Here was an opportunity, Wade thought, to learn something of interest, so he placed his lips close to the dying lad's ear and asked if he knew John Redmond before he was killed.

"I knew him well," he replied, gasping for breath, "and he was the grandest——"

The head fell limp, the boy breathed his last. Fred Conover was dead.

Immediately the surroundings took on a death-chamber appearance. Wade removed his limb from beneath the dead boy's head and laid him gently upon the cold, damp earth. Beside him was the carcass of the big black horse which fell dead at the same time the boy went down. They were both dead. The pall grew heavier. Wade raised himself, looked at the horse, then into the deathly pale face of the boy, raising his head slowly until he looked into the heavens, then said:

"O God, Thou great God, Thou hast, through thy mercy, saved me from this awful deed."

He let his head drop again.

"That was a dog of a deed for an officer to commit," he said mentally. "It was nothing but cold-blooded murder.
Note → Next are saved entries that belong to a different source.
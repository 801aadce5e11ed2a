//! Error types for the bike sales assembly pipeline.
//!
//! This module defines one error type per concern:
//!
//! - [`ConnectionError`] - Store open/read/close failures (always fatal)
//! - [`RowError`] - Per-row data-quality failures (schema or parse)
//! - [`AssembleError`] - Outcome of an assembly run under a [`RowPolicy`](crate::transform::RowPolicy)
//! - [`ConfigError`] - Missing or malformed configuration values
//! - [`ImportError`] - Loading raw CSV tables into the store
//! - [`ExportError`] - Writing the assembled table out
//! - [`ServerError`] - HTTP layer errors
//!
//! Error conversion is automatic via `From` implementations,
//! allowing `?` to work across error boundaries.

use serde::Serialize;
use thiserror::Error;

use crate::models::RowKey;
use crate::parser::CsvError;

// =============================================================================
// Connection Errors
// =============================================================================

/// Errors while talking to the storage engine.
#[derive(Debug, Error)]
pub enum ConnectionError {
    /// The store could not be opened.
    #[error("Cannot open store '{target}': {source}")]
    Open {
        target: String,
        #[source]
        source: rusqlite::Error,
    },

    /// A record set could not be read.
    #[error("Cannot read record set '{table}': {source}")]
    Read {
        table: String,
        #[source]
        source: rusqlite::Error,
    },

    /// The named record set does not exist.
    #[error("Record set not found: {0}")]
    MissingTable(String),

    /// The record set name is not a plain identifier.
    #[error("Invalid record set name: '{0}'")]
    InvalidTableName(String),

    /// The store refused the connection.
    #[error("Store unavailable: {0}")]
    Unavailable(String),

    /// Closing the connection failed.
    #[error("Cannot close store: {0}")]
    Close(#[source] rusqlite::Error),
}

// =============================================================================
// Row Errors
// =============================================================================

/// A data-quality failure on a single transaction row.
///
/// Both variants carry the [`RowKey`] of the offending transaction so the
/// caller can locate it and decide whether to skip it or abort.
#[derive(Debug, Clone, PartialEq, Eq, Error, Serialize)]
#[serde(tag = "kind", rename_all = "snake_case")]
pub enum RowError {
    /// Expected field absent or of the wrong type.
    #[error("Schema error at {key}: field '{field}' {message}")]
    Schema {
        key: RowKey,
        field: String,
        message: String,
    },

    /// Field present but its text could not be interpreted.
    #[error("Parse error at {key}: field '{field}' (value '{value}') {message}")]
    Parse {
        key: RowKey,
        field: String,
        value: String,
        message: String,
    },
}

impl RowError {
    pub fn schema(key: &RowKey, field: impl Into<String>, message: impl Into<String>) -> Self {
        RowError::Schema {
            key: key.clone(),
            field: field.into(),
            message: message.into(),
        }
    }

    pub fn parse(
        key: &RowKey,
        field: impl Into<String>,
        value: impl Into<String>,
        message: impl Into<String>,
    ) -> Self {
        RowError::Parse {
            key: key.clone(),
            field: field.into(),
            value: value.into(),
            message: message.into(),
        }
    }

    /// Identity of the row that failed.
    pub fn key(&self) -> &RowKey {
        match self {
            RowError::Schema { key, .. } | RowError::Parse { key, .. } => key,
        }
    }

    /// Output or source field the failure is about.
    pub fn field(&self) -> &str {
        match self {
            RowError::Schema { field, .. } | RowError::Parse { field, .. } => field,
        }
    }

    pub fn is_schema(&self) -> bool {
        matches!(self, RowError::Schema { .. })
    }

    pub fn is_parse(&self) -> bool {
        matches!(self, RowError::Parse { .. })
    }
}

// =============================================================================
// Assembly Errors (top-level)
// =============================================================================

/// Top-level error of an assembly run.
///
/// Returned by [`crate::transform::assemble_table`]. A [`RowError`] only
/// shows up here when the caller asked to abort on the first bad row.
#[derive(Debug, Error)]
pub enum AssembleError {
    /// The store could not be opened or read.
    #[error("Connection error: {0}")]
    Connection(#[from] ConnectionError),

    /// A row failed and the policy was to abort.
    #[error("Row error: {0}")]
    Row(#[from] RowError),
}

// =============================================================================
// Configuration Errors
// =============================================================================

/// Errors while resolving configuration.
#[derive(Debug, Error)]
pub enum ConfigError {
    /// A required environment variable is not set.
    #[error("Missing {0} environment variable")]
    MissingVar(String),

    /// A value could not be interpreted.
    #[error("Invalid value for '{name}': {message}")]
    InvalidValue { name: String, message: String },
}

// =============================================================================
// Import Errors
// =============================================================================

/// Errors while loading a raw CSV table into the store.
#[derive(Debug, Error)]
pub enum ImportError {
    /// CSV parsing failed.
    #[error("CSV error: {0}")]
    Csv(#[from] CsvError),

    /// The store could not be opened.
    #[error("Connection error: {0}")]
    Connection(#[from] ConnectionError),

    /// Writing the table failed.
    #[error("Cannot write record set '{table}': {source}")]
    Write {
        table: String,
        #[source]
        source: rusqlite::Error,
    },

    /// Nothing to import.
    #[error("No columns to import")]
    EmptyInput,
}

// =============================================================================
// Export Errors
// =============================================================================

/// Errors while writing the assembled table.
#[derive(Debug, Error)]
pub enum ExportError {
    #[error("IO error: {0}")]
    Io(#[from] std::io::Error),

    #[error("CSV error: {0}")]
    Csv(#[from] csv::Error),

    #[error("JSON error: {0}")]
    Json(#[from] serde_json::Error),
}

// =============================================================================
// Server Errors
// =============================================================================

/// HTTP server errors.
#[derive(Debug, Error)]
pub enum ServerError {
    /// Assembly failed.
    #[error("Assembly error: {0}")]
    Assemble(#[from] AssembleError),

    /// The blocking assembly task did not complete.
    #[error("Assembly task failed: {0}")]
    Task(String),

    /// Listener or connection I/O failed.
    #[error("Server I/O error: {0}")]
    Io(#[from] std::io::Error),
}

// =============================================================================
// Result Type Aliases
// =============================================================================

/// Result type for store operations.
pub type ConnectionResult<T> = Result<T, ConnectionError>;

/// Result type for a single row.
pub type RowResult<T> = Result<T, RowError>;

/// Result type for assembly runs.
pub type AssembleResult<T> = Result<T, AssembleError>;

/// Result type for configuration.
pub type ConfigResult<T> = Result<T, ConfigError>;

/// Result type for imports.
pub type ImportResult<T> = Result<T, ImportError>;

/// Result type for exports.
pub type ExportResult<T> = Result<T, ExportError>;

/// Result type for server operations.
pub type ServerResult<T> = Result<T, ServerError>;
Why did he not show himself and make an effort to arrest, rather than do murder in this fashion, the dirty coward!" said Wade, with a wave of his head. "You are free just now, but freedom shall be taken from you for this night's ghastly work, for this foul deed which has taken from earth all that was dear to a good mother and father. If you hang"—Wade shook his fist toward the brush tragically—"the shame and sorrow shall fall upon your own head and heart."

Throwing his coat over the dead form, Wade drew it to one side and departed.